STAI LEGGENDO MILAZZO 24. Quest’estate a Milazzo non si è parlato di crisi idrica. Un fatto che fino a pochi anni fa sembrava impensabile, quando i rubinetti a secco e i disagi per i residenti erano all’ordine del giorno specialmente nelle ore serali. A fare la differenza sono stati una serie di interventi programmati e la gestione del Servizio idrico comunale, capace di anticipare i problemi e intervenire in tempo.

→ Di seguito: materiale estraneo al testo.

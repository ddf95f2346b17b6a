// Copyright 2025 the Reticle Authors
// SPDX-License-Identifier: Apache-2.0 OR MIT

//! Public types for the scene: node identifiers, flags, geometry, and policy.

use alloc::vec::Vec;

use glam::Affine3A;
use reticle_geometry::Shape;
use reticle_intersect::policy::{PointerEventsMode, PointerTypeFilter};

/// Identifier for a node in the scene (generational).
#[derive(Copy, Clone, Debug, Eq, PartialEq, Hash)]
pub struct NodeId(pub(crate) u32, pub(crate) u32);

impl NodeId {
    pub(crate) const fn new(idx: u32, generation: u32) -> Self {
        Self(idx, generation)
    }

    pub(crate) const fn idx(self) -> usize {
        self.0 as usize
    }
}

bitflags::bitflags! {
    /// Node flags controlling visibility and picking.
    #[derive(Clone, Copy, Debug, PartialEq, Eq, Hash)]
    pub struct NodeFlags: u8 {
        /// Node is visible. Invisible nodes report no hits, but their children still may.
        const VISIBLE  = 0b0000_0001;
        /// Node is pickable (participates in hit testing).
        const PICKABLE = 0b0000_0010;
    }
}

impl Default for NodeFlags {
    fn default() -> Self {
        Self::VISIBLE | Self::PICKABLE
    }
}

/// What a node draws, as far as hit testing is concerned.
#[derive(Clone, Debug, Default)]
pub enum Geometry {
    /// Grouping node without a surface.
    #[default]
    Empty,
    /// A single shape in node space.
    Shape(Shape),
    /// One shape repeated under per-instance transforms relative to the node.
    Instanced {
        /// Shape of every instance.
        shape: Shape,
        /// Instance transforms.
        instances: Vec<Affine3A>,
    },
}

/// Pointer-events declarations of one node. `None` fields inherit.
#[derive(Clone, Debug)]
pub struct PointerPolicy {
    /// Pointer-events mode.
    pub pointer_events: Option<PointerEventsMode>,
    /// Which pointers the node accepts.
    pub pointer_events_type: Option<PointerTypeFilter>,
    /// Ordering priority; higher wins over distance.
    pub pointer_events_order: Option<i32>,
    /// Whether traversal descends into the children.
    pub intersect_children: bool,
    /// Nodes traversed instead of the literal children.
    pub interactable_descendants: Option<Vec<NodeId>>,
}

impl Default for PointerPolicy {
    fn default() -> Self {
        Self {
            pointer_events: None,
            pointer_events_type: None,
            pointer_events_order: None,
            intersect_children: true,
            interactable_descendants: None,
        }
    }
}

/// Local data for a node.
#[derive(Clone, Debug)]
pub struct LocalNode {
    /// Local transform relative to parent space.
    pub local_transform: Affine3A,
    /// Surface tested by intersectors.
    pub geometry: Geometry,
    /// Pointer-events policy.
    pub policy: PointerPolicy,
    /// Visibility and picking flags.
    pub flags: NodeFlags,
}

impl Default for LocalNode {
    fn default() -> Self {
        Self {
            local_transform: Affine3A::IDENTITY,
            geometry: Geometry::Empty,
            policy: PointerPolicy::default(),
            flags: NodeFlags::default(),
        }
    }
}

impl LocalNode {
    /// Node drawing `shape` at `local_transform`.
    pub fn shape(shape: Shape, local_transform: Affine3A) -> Self {
        Self {
            local_transform,
            geometry: Geometry::Shape(shape),
            ..Self::default()
        }
    }

    /// Set [`PointerPolicy::pointer_events`].
    pub fn with_pointer_events(mut self, mode: PointerEventsMode) -> Self {
        self.policy.pointer_events = Some(mode);
        self
    }

    /// Set [`PointerPolicy::pointer_events_order`].
    pub fn with_order(mut self, order: i32) -> Self {
        self.policy.pointer_events_order = Some(order);
        self
    }
}
// Copyright 2025 the Reticle Authors
// SPDX-License-Identifier: Apache-2.0 OR MIT

//! Intersector strategies.
//!
//! An [`Intersector`] owns the probing geometry of one pointer. Per frame:
//!
//! 1. [`prepare_intersection`](Intersector::prepare_intersection) builds the
//!    probe from a [`PointerSample`] and reports readiness.
//! 2. Traversal calls [`execute_intersection`](Intersector::execute_intersection)
//!    for every candidate node; the intersector keeps the best hit under the
//!    shared [`HitSort`] rule.
//! 3. [`finalize_intersection`](Intersector::finalize_intersection) turns the
//!    best hit into an [`Intersection`], or a void one.
//!
//! While a capture is held, step 2 and 3 are replaced by
//! [`intersect_pointer_capture`](Intersector::intersect_pointer_capture),
//! which only re-derives the captured point from the new probe.

use glam::Vec3;
use reticle_geometry::Plane3;

use crate::intersection::{Intersection, IntersectionDetails, IntersectorKind};
use crate::order::{Candidate, HitSort};
use crate::scene::{RawHit, SceneGraph, target_transform};
use crate::types::{EventTarget, PointerSample, Pose};

mod camera_ray;
mod lines;
mod ray;
mod sphere;

pub use camera_ray::CameraRayIntersector;
pub use lines::{LinesIntersector, LinesOptions};
pub use ray::{RayIntersector, RayOptions};
pub use sphere::{SphereIntersector, SphereOptions};

/// Errors raised by intersectors.
#[derive(Clone, Copy, Debug, PartialEq, Eq, thiserror::Error)]
pub enum IntersectError {
    /// A capture recorded by one intersector variant was replayed by another.
    #[error("pointer capture recorded by a {captured:?} intersector cannot be replayed by a {expected:?} intersector")]
    CaptureMismatch {
        /// Variant asked to replay the capture.
        expected: IntersectorKind,
        /// Variant that recorded it.
        captured: IntersectorKind,
    },
    /// Capture replay was requested before a successful `prepare_intersection`.
    #[error("intersector has not been prepared with a sample")]
    NotPrepared,
}

/// A held pointer capture: the captured target and the intersection at capture time.
///
/// The captured face is also kept in the target's local space, so replays
/// follow the target when the application moves it during a drag.
#[derive(Clone, Debug, PartialEq)]
pub struct PointerCapture<K> {
    /// Captured target; may be an ancestor of the originally hit node.
    pub target: EventTarget<K>,
    /// Intersection when the capture was taken.
    pub intersection: Intersection<K>,
    /// Point on the captured face, in the target's local space.
    pub local_face_point: Vec3,
    /// Normal of the captured face in the target's local space; absent for volume hits.
    pub local_face_normal: Option<Vec3>,
}

impl<K: Copy> PointerCapture<K> {
    /// Capture `intersection` for `target`, anchoring the hit face to the
    /// target's current world transform.
    pub fn new(
        scene: &dyn SceneGraph<K>,
        target: EventTarget<K>,
        intersection: Intersection<K>,
    ) -> Self {
        let world = target_transform(scene, target);
        let local_face_point = world.inverse().transform_point3(intersection.point_on_face);
        // Normals map back through the transpose of the linear part.
        let local_face_normal = intersection
            .normal
            .map(|n| world.matrix3.transpose().mul_vec3(n).normalize_or_zero());
        Self {
            target,
            intersection,
            local_face_point,
            local_face_normal,
        }
    }

    /// The captured face under the target's current world transform, as a
    /// plane. `None` for volume hits.
    pub fn face_plane(&self, scene: &dyn SceneGraph<K>) -> Option<Plane3> {
        let normal = self.local_face_normal?;
        let world = target_transform(scene, self.target);
        let normal = world
            .matrix3
            .inverse()
            .transpose()
            .mul_vec3(normal)
            .normalize_or_zero();
        Some(Plane3::from_normal_and_point(
            normal,
            world.transform_point3(self.local_face_point),
        ))
    }
}

/// Strategy turning pointer samples into one intersection per frame.
pub trait Intersector<K: Copy> {
    /// Which variant this is.
    fn kind(&self) -> IntersectorKind;

    /// Whether the last [`prepare_intersection`](Self::prepare_intersection) succeeded.
    fn is_ready(&self) -> bool;

    /// Build the probe for `sample` and reset the running best.
    ///
    /// Returns `false` when the sample lacks what this intersector needs
    /// (for example a device pose), leaving the intersector not ready.
    fn prepare_intersection(&mut self, sample: &PointerSample) -> bool;

    /// Test one node and keep the hit if it beats the running best.
    fn execute_intersection(
        &mut self,
        scene: &dyn SceneGraph<K>,
        node: K,
        order: Option<i32>,
        sort: &HitSort<K>,
    );

    /// Convert the running best into an intersection, or a void one.
    fn finalize_intersection(&mut self, scene: &dyn SceneGraph<K>) -> Intersection<K>;

    /// Recompute the captured intersection against the prepared probe.
    ///
    /// No traversal happens; the offset between probe and target recorded at
    /// capture time is preserved.
    fn intersect_pointer_capture(
        &mut self,
        scene: &dyn SceneGraph<K>,
        capture: &PointerCapture<K>,
    ) -> Result<Intersection<K>, IntersectError>;
}

/// Fail with [`IntersectError::CaptureMismatch`] unless `capture` came from `expected`.
pub(crate) fn check_capture_kind<K>(
    capture: &PointerCapture<K>,
    expected: IntersectorKind,
) -> Result<(), IntersectError> {
    let captured = capture.intersection.details.kind();
    if captured == expected {
        Ok(())
    } else {
        Err(IntersectError::CaptureMismatch { expected, captured })
    }
}

/// Build an intersection from the winning raw hit.
pub(crate) fn hit_intersection<K: Copy>(
    scene: &dyn SceneGraph<K>,
    candidate: &Candidate<K>,
    raw: &RawHit,
    pose: Pose,
    details: IntersectionDetails,
) -> Intersection<K> {
    let local_point = target_transform(scene, candidate.target)
        .inverse()
        .transform_point3(raw.point);
    Intersection {
        target: candidate.target,
        distance: candidate.distance,
        point: raw.point,
        point_on_face: raw.point,
        local_point,
        normal: raw.normal,
        face_index: raw.face_index,
        instance_id: raw.instance_id,
        pointer_position: pose.position,
        pointer_quaternion: pose.orientation,
        pointer_events_order: candidate.order,
        details,
    }
}

/// Captured point carried along with the device: the offset from device to
/// point recorded at capture time, rotated by the device's change in orientation.
pub(crate) fn carry_offset<K>(captured: &Intersection<K>, pose: Pose) -> Vec3 {
    let delta = pose.orientation * captured.pointer_quaternion.inverse();
    pose.position + delta * (captured.point - captured.pointer_position)
}

/// Assemble a replayed capture intersection targeting the captured target.
///
/// `point_on_face` is `point` projected onto the captured face as it is
/// placed now, and the normal is refreshed from the same transform.
pub(crate) fn captured_intersection<K: Copy>(
    scene: &dyn SceneGraph<K>,
    capture: &PointerCapture<K>,
    point: Vec3,
    distance: f32,
    pose: Pose,
    details: IntersectionDetails,
) -> Intersection<K> {
    let captured = &capture.intersection;
    let local_point = target_transform(scene, capture.target)
        .inverse()
        .transform_point3(point);
    let face = capture.face_plane(scene);
    Intersection {
        target: capture.target,
        distance,
        point,
        point_on_face: face.map_or(point, |plane| plane.project_point(point)),
        local_point,
        normal: face.map(|plane| plane.normal),
        face_index: captured.face_index,
        instance_id: captured.instance_id,
        pointer_position: pose.position,
        pointer_quaternion: pose.orientation,
        pointer_events_order: captured.pointer_events_order,
        details,
    }
}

LA NUOVA CONDOTTA. Un tassello fondamentale è stato a maggio il rifacimento di un tratto di condotta di mandata che trasporta l’acqua dalla centrale di sollevamento di Contura ai serbatoi di Sant’Elmo utilizzati per la distribuzione idrica in tutto il centro città, danneggiate dal maltempo d’inizio anno. Durante i lavori che hanno interessato l’asse viario è stato chiuso lo svincolo Ponente – San Paolino. L’anno scorso, invece, dopo le opportune analisi chimiche e controlli, è stato attivato un pozzo inutilizzato concesso dalla Raffineria di Milazzo in via Gramsci che ha aumentato la portata di acqua nei serbatoi.

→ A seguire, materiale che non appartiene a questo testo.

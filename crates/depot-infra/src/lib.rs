//! Infrastructure layer - relational persistence, input document loading

pub mod document_loader;
pub mod persistence;
//! Configuration management for depot-productivity
//!
//! Config stored at: ~/.config/depot-productivity/config.json

use depot_types::{ConfigError, OutputFormat, Result};
use serde::{Deserialize, Serialize};
use std::path::{Path, PathBuf};

/// Environment variable that overrides the database path
pub const DB_PATH_ENV: &str = "DEPOT_PRODUCTIVITY_DB";

const APP_DIR: &str = "depot-productivity";

/// Database connection settings
#[derive(Debug, Clone, PartialEq, Serialize, Deserialize)]
pub struct DatabaseConfig {
    /// Database file override (optional)
    #[serde(default)]
    pub path: Option<PathBuf>,

    /// How long a write waits on a locked database
    #[serde(default = "default_busy_timeout_ms")]
    pub busy_timeout_ms: u64,

    /// Create the summary table on first use
    #[serde(default = "default_true")]
    pub create_table: bool,
}

impl Default for DatabaseConfig {
    fn default() -> Self {
        Self {
            path: None,
            busy_timeout_ms: default_busy_timeout_ms(),
            create_table: true,
        }
    }
}

/// Application configuration
#[derive(Debug, Clone, PartialEq, Serialize, Deserialize)]
pub struct Config {
    #[serde(default)]
    pub database: DatabaseConfig,

    /// Default output format (json, table)
    #[serde(default = "default_output_format")]
    pub output_format: OutputFormat,
}

fn default_busy_timeout_ms() -> u64 {
    5000
}

fn default_output_format() -> OutputFormat {
    OutputFormat::Table
}

fn default_true() -> bool {
    true
}

impl Default for Config {
    fn default() -> Self {
        Self {
            database: DatabaseConfig::default(),
            output_format: default_output_format(),
        }
    }
}

impl Config {
    /// Get the config directory path
    pub fn config_dir() -> Result<PathBuf> {
        let config_dir = dirs::config_dir()
            .ok_or(ConfigError::NotFound)?
            .join(APP_DIR);
        Ok(config_dir)
    }

    /// Get the config file path
    pub fn config_path() -> Result<PathBuf> {
        Ok(Self::config_dir()?.join("config.json"))
    }

    /// Resolve the database file: environment, then config, then data dir
    pub fn database_path(&self) -> Result<PathBuf> {
        if let Some(path) = std::env::var_os(DB_PATH_ENV).filter(|v| !v.is_empty()) {
            return Ok(PathBuf::from(path));
        }

        if let Some(ref path) = self.database.path {
            return Ok(path.clone());
        }

        let data_dir = dirs::data_local_dir()
            .ok_or(ConfigError::NotFound)?
            .join(APP_DIR);
        Ok(data_dir.join("productivity.db"))
    }

    /// Load config from file, or create default
    pub fn load() -> Result<Self> {
        Self::load_from(&Self::config_path()?)
    }

    pub fn load_from(path: &Path) -> Result<Self> {
        if path.exists() {
            let content = std::fs::read_to_string(path)?;
            let config: Config = serde_json::from_str(&content)
                .map_err(|e| ConfigError::ParseError(format!("{}: {}", path.display(), e)))?;
            Ok(config)
        } else {
            Ok(Config::default())
        }
    }

    /// Save config to file
    pub fn save(&self) -> Result<()> {
        self.save_to(&Self::config_path()?)
    }

    pub fn save_to(&self, path: &Path) -> Result<()> {
        // Ensure directory exists
        if let Some(parent) = path.parent() {
            std::fs::create_dir_all(parent)?;
        }

        let content = serde_json::to_string_pretty(self)?;
        std::fs::write(path, content)
            .map_err(|e| ConfigError::SaveError(format!("{}: {}", path.display(), e)))?;
        Ok(())
    }
}

impl std::fmt::Display for Config {
    fn fmt(&self, f: &mut std::fmt::Formatter<'_>) -> std::fmt::Result {
        writeln!(f, "Depot Productivity Configuration")?;
        writeln!(f, "================================")?;
        writeln!(f)?;
        writeln!(
            f,
            "Database:       {}",
            self.database_path()
                .map(|p| p.display().to_string())
                .unwrap_or_else(|_| "(error)".to_string())
        )?;
        writeln!(f, "Busy timeout:   {} ms", self.database.busy_timeout_ms)?;
        writeln!(f, "Create table:   {}", self.database.create_table)?;
        writeln!(f, "Output format:  {}", self.output_format)?;

        if let Ok(path) = Self::config_path() {
            writeln!(f)?;
            writeln!(f, "Config file:    {}", path.display())?;
        }

        Ok(())
    }
}
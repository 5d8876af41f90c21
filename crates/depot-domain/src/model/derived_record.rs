use serde::{Deserialize, Serialize};

/// Metrics derived from one `InputRecord`.
///
/// Always recomputed; never edited or stored on its own.
#[derive(Debug, Clone, Copy, PartialEq, Serialize, Deserialize)]
pub struct DerivedRecord {
    pub service_variance: i64,
    pub km_variance: i64,

    pub medically_unfit_from_reasons: u64,
    pub medically_unfit_difference: i64,
    pub sick_leave_from_reasons: u64,
    pub sick_leave_difference: f64,

    /// After unfitness and suspension
    pub available1: i64,
    /// After leave and absence categories
    pub available2: f64,
    pub attending_drivers: f64,

    pub driver_shortage: f64,
    pub on_duty: f64,
    pub drivers_for_bus: f64,

    /// Rounded to 2 decimals
    pub km_per_driver: f64,
    /// Rounded to 2 decimals
    pub services_per_driver: f64,
}
//! Key-metric summary shown after every computation

use serde::{Deserialize, Serialize};

/// A single displayed value
#[derive(Debug, Clone, Copy, PartialEq, Serialize, Deserialize)]
#[serde(untagged)]
pub enum MetricValue {
    Count(i64),
    Amount(f64),
    /// Per-driver rate, already rounded to 2 decimals
    Rate(f64),
}

impl MetricValue {
    pub fn as_f64(&self) -> f64 {
        match *self {
            MetricValue::Count(v) => v as f64,
            MetricValue::Amount(v) | MetricValue::Rate(v) => v,
        }
    }
}

impl std::fmt::Display for MetricValue {
    fn fmt(&self, f: &mut std::fmt::Formatter<'_>) -> std::fmt::Result {
        match self {
            MetricValue::Count(v) => write!(f, "{}", v),
            MetricValue::Amount(v) => write!(f, "{}", v),
            MetricValue::Rate(v) => write!(f, "{:.2}", v),
        }
    }
}

/// Labelled metric row
#[derive(Debug, Clone, Copy, PartialEq, Serialize)]
pub struct SummaryMetric {
    pub label: &'static str,
    pub value: MetricValue,
}

/// The 15 key metrics of one submission
#[derive(Debug, Clone, PartialEq, Serialize, Deserialize)]
pub struct ProductivitySummary {
    pub planned_services: u32,
    pub actual_services: u32,
    pub service_variance: i64,
    pub planned_km: u64,
    pub actual_km: u64,
    pub km_variance: i64,
    pub total_drivers: u32,
    pub available1: i64,
    pub available2: f64,
    pub attending_drivers: f64,
    pub driver_shortage: f64,
    pub drivers_on_duty: f64,
    pub drivers_for_bus: f64,
    pub km_per_driver: f64,
    pub services_per_driver: f64,
}

impl ProductivitySummary {
    /// Metrics in display order
    pub fn metrics(&self) -> [SummaryMetric; 15] {
        use MetricValue::{Amount, Count, Rate};

        let m = |label, value| SummaryMetric { label, value };
        [
            m("Planned Services", Count(i64::from(self.planned_services))),
            m("Actual Services", Count(i64::from(self.actual_services))),
            m("Service Variance", Count(self.service_variance)),
            m("Planned KM", Count(self.planned_km as i64)),
            m("Actual KM", Count(self.actual_km as i64)),
            m("KM Variance", Count(self.km_variance)),
            m("Total Drivers", Count(i64::from(self.total_drivers))),
            m("Available Drivers-1", Count(self.available1)),
            m("Available Drivers-2", Amount(self.available2)),
            m("Attending Drivers", Amount(self.attending_drivers)),
            m("Driver Shortage", Amount(self.driver_shortage)),
            m("Drivers on Duty", Amount(self.drivers_on_duty)),
            m("Drivers for Bus Services", Amount(self.drivers_for_bus)),
            m("KM per Driver", Rate(self.km_per_driver)),
            m("Services per Driver", Rate(self.services_per_driver)),
        ]
    }
}

/// Entered total versus the sum of its reason buckets
#[derive(Debug, Clone, Copy, PartialEq, Serialize)]
pub struct ReasonCheck {
    pub label: &'static str,
    pub entered: f64,
    pub from_reasons: u64,
    pub difference: f64,
}

impl ReasonCheck {
    pub fn is_balanced(&self) -> bool {
        self.difference == 0.0
    }
}
//! Depot Productivity - daily driver productivity summary for bus depots
//!
//! A CLI tool that turns a depot's entered driver counters into the key
//! productivity metrics and records each submission.

mod cli;
mod commands;
mod output;

use clap::Parser;
use cli::Cli;
use tracing_subscriber::{fmt, prelude::*, EnvFilter};

fn main() {
    let cli = Cli::parse();

    let filter = if cli.verbose {
        EnvFilter::try_from_default_env().unwrap_or_else(|_| EnvFilter::new("debug"))
    } else {
        EnvFilter::try_from_default_env().unwrap_or_else(|_| EnvFilter::new("info"))
    };

    tracing_subscriber::registry()
        .with(fmt::layer().with_writer(std::io::stderr))
        .with(filter)
        .init();

    match commands::execute(cli) {
        Ok(code) => std::process::exit(code),
        Err(e) => {
            eprintln!("Error: {}", e);
            std::process::exit(1);
        }
    }
}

IL PRONTO INTERVENTO. Inoltre, l’accordo con l’impresa Teatino Gaetano di San Filippo del Mela, ha garantito manutenzione ordinaria e straordinaria delle reti idriche e fognarie comunali. Le perdite (come da segnalazioni pubblicate da Milazzo 24) sono frequenti e copiose. Il contratto stipulato prevede un importo massimo di 178 mila euro, con una prima tranche da 100 mila destinata al 2025, e consente di avere squadre pronte a intervenire in tempi rapidi in caso di guasti o rotture Una sorta di “polizza di pronto intervento” che ha evitato che piccoli imprevisti si trasformassero in emergenze.

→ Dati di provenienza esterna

//! Benchmark productivity figures per operating mode
//!
//! Each key maps to `(current, estimate)`. The current figure pre-fills the
//! matching input; both are shown as a hint beside it. Derivation never
//! reads these values.

use std::collections::HashMap;
use std::sync::LazyLock;

use depot_domain::model::BenchmarkEntry;
use depot_types::Mode;

/// Benchmarked metric keys, in entry order
pub const BENCHMARK_KEYS: [&str; 11] = [
    "total_drivers",
    "weekly_off",
    "special_off",
    "others",
    "long_leave",
    "sick_leave",
    "spot_absent",
    "double_duty",
    "off_cancel",
    "driver_per_schedule",
    "drivers_required",
];

pub static URBAN_BENCHMARKS: LazyLock<HashMap<&'static str, BenchmarkEntry>> =
    LazyLock::new(|| {
        HashMap::from([
            ("total_drivers", BenchmarkEntry::counts(571, 544)),
            ("weekly_off", BenchmarkEntry::new(13.6, 14.0)),
            ("special_off", BenchmarkEntry::new(23.7, 20.7)),
            ("others", BenchmarkEntry::new(3.8, 2.0)),
            ("long_leave", BenchmarkEntry::new(5.8, 5.0)),
            ("sick_leave", BenchmarkEntry::new(4.5, 4.0)),
            ("spot_absent", BenchmarkEntry::new(3.6, 2.0)),
            ("double_duty", BenchmarkEntry::new(4.9, 4.0)),
            ("off_cancel", BenchmarkEntry::new(1.7, 2.0)),
            ("driver_per_schedule", BenchmarkEntry::new(2.57, 2.45)),
            ("drivers_required", BenchmarkEntry::counts(52, -22)),
        ])
    });

pub static RURAL_BENCHMARKS: LazyLock<HashMap<&'static str, BenchmarkEntry>> =
    LazyLock::new(|| {
        HashMap::from([
            ("total_drivers", BenchmarkEntry::counts(365, 365)),
            ("weekly_off", BenchmarkEntry::new(12.7, 14.0)),
            ("special_off", BenchmarkEntry::new(71.0, 71.0)),
            ("others", BenchmarkEntry::new(3.9, 2.0)),
            ("long_leave", BenchmarkEntry::new(3.7, 5.0)),
            ("sick_leave", BenchmarkEntry::new(6.9, 4.0)),
            ("spot_absent", BenchmarkEntry::new(1.2, 2.0)),
            ("double_duty", BenchmarkEntry::new(9.7, 10.0)),
            ("off_cancel", BenchmarkEntry::new(2.4, 2.0)),
            ("driver_per_schedule", BenchmarkEntry::new(2.11, 1.95)),
            ("drivers_required", BenchmarkEntry::counts(42, -16)),
        ])
    });

fn table_for(mode: Mode) -> &'static HashMap<&'static str, BenchmarkEntry> {
    match mode {
        Mode::Urban => &*URBAN_BENCHMARKS,
        Mode::Rural => &*RURAL_BENCHMARKS,
    }
}

/// Benchmark pair for a key; `(0, 0)` when the key is not benchmarked
pub fn lookup(mode: Mode, key: &str) -> BenchmarkEntry {
    table_for(mode).get(key).copied().unwrap_or(BenchmarkEntry::ZERO)
}

/// All benchmark entries for a mode, in entry order
pub fn benchmark_table(mode: Mode) -> Vec<(&'static str, BenchmarkEntry)> {
    BENCHMARK_KEYS
        .iter()
        .map(|&key| (key, lookup(mode, key)))
        .collect()
}

/// Input label annotated with its benchmark, e.g. `Weekly Off % (13.6 → 14.0)`
pub fn hint(label: &str, mode: Mode, key: &str) -> String {
    format!("{} ({})", label, lookup(mode, key).describe())
}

UN NUOVO POZZO DA 114 MILA EURO. Altro passo determinante è stato l’avvio delle procedure per la realizzazione di un nuovo pozzo in contrada Contura, denominato “Contura 6”. Un’opera da oltre 114 mila euro, affidata all’impresa Arena di Santa Lucia del Mela, che consentirà di potenziare ulteriormente l’approvvigionamento idrico potabile della città, oggi messo sotto pressione non solo dai consumi civili ma anche dalla presenza industriale e dal raddoppio, se non triplicazione, della popolazione nei mesi estivi
IL POZZO CONCESSO DALLA RAM. Le condizioni climatiche, segnate da temperature elevate e periodi di siccità, hanno reso ancora più evidente l’importanza di questi interventi. Milazzo – nonostante i consumi triplicati – ha retto l’urto grazie a una gestione più moderna delle infrastrutture: dall’uso del telecontrollo delle vasche, che permette di monitorare in tempo reale i livelli e modulare la distribuzione, ai lavori di sostituzione e interramento delle condotte lungo l’asse viario, che hanno ridotto drasticamente le perdite. Non va dimenticato inoltre il pozzo attivato l’anno scorso in via Gramsci, frutto di una concessione della Raffineria, che ha rappresentato un contributo concreto in un momento delicato.
Dietro le cifre e i contratti ci sono i volti degli operai, dei tecnici e dei guardiani dei pozzi che hanno garantito un servizio continuo e affidabile. Un lavoro spesso silenzioso, lontano dai riflettori, ma decisivo per la vita quotidiana di migliaia di cittadini.


è un giornale prono al regime? perchè ci sono soltanto buone notizie…altri articoli che non sono in linea con il regime non ne ho ancora letti.
invece di buttare soldi in piazze orrende, perche non si fa un dissalatore in sinergia con la raffineria?? un dissalatore migliorerebbe la situazione, anche per usi non potabili.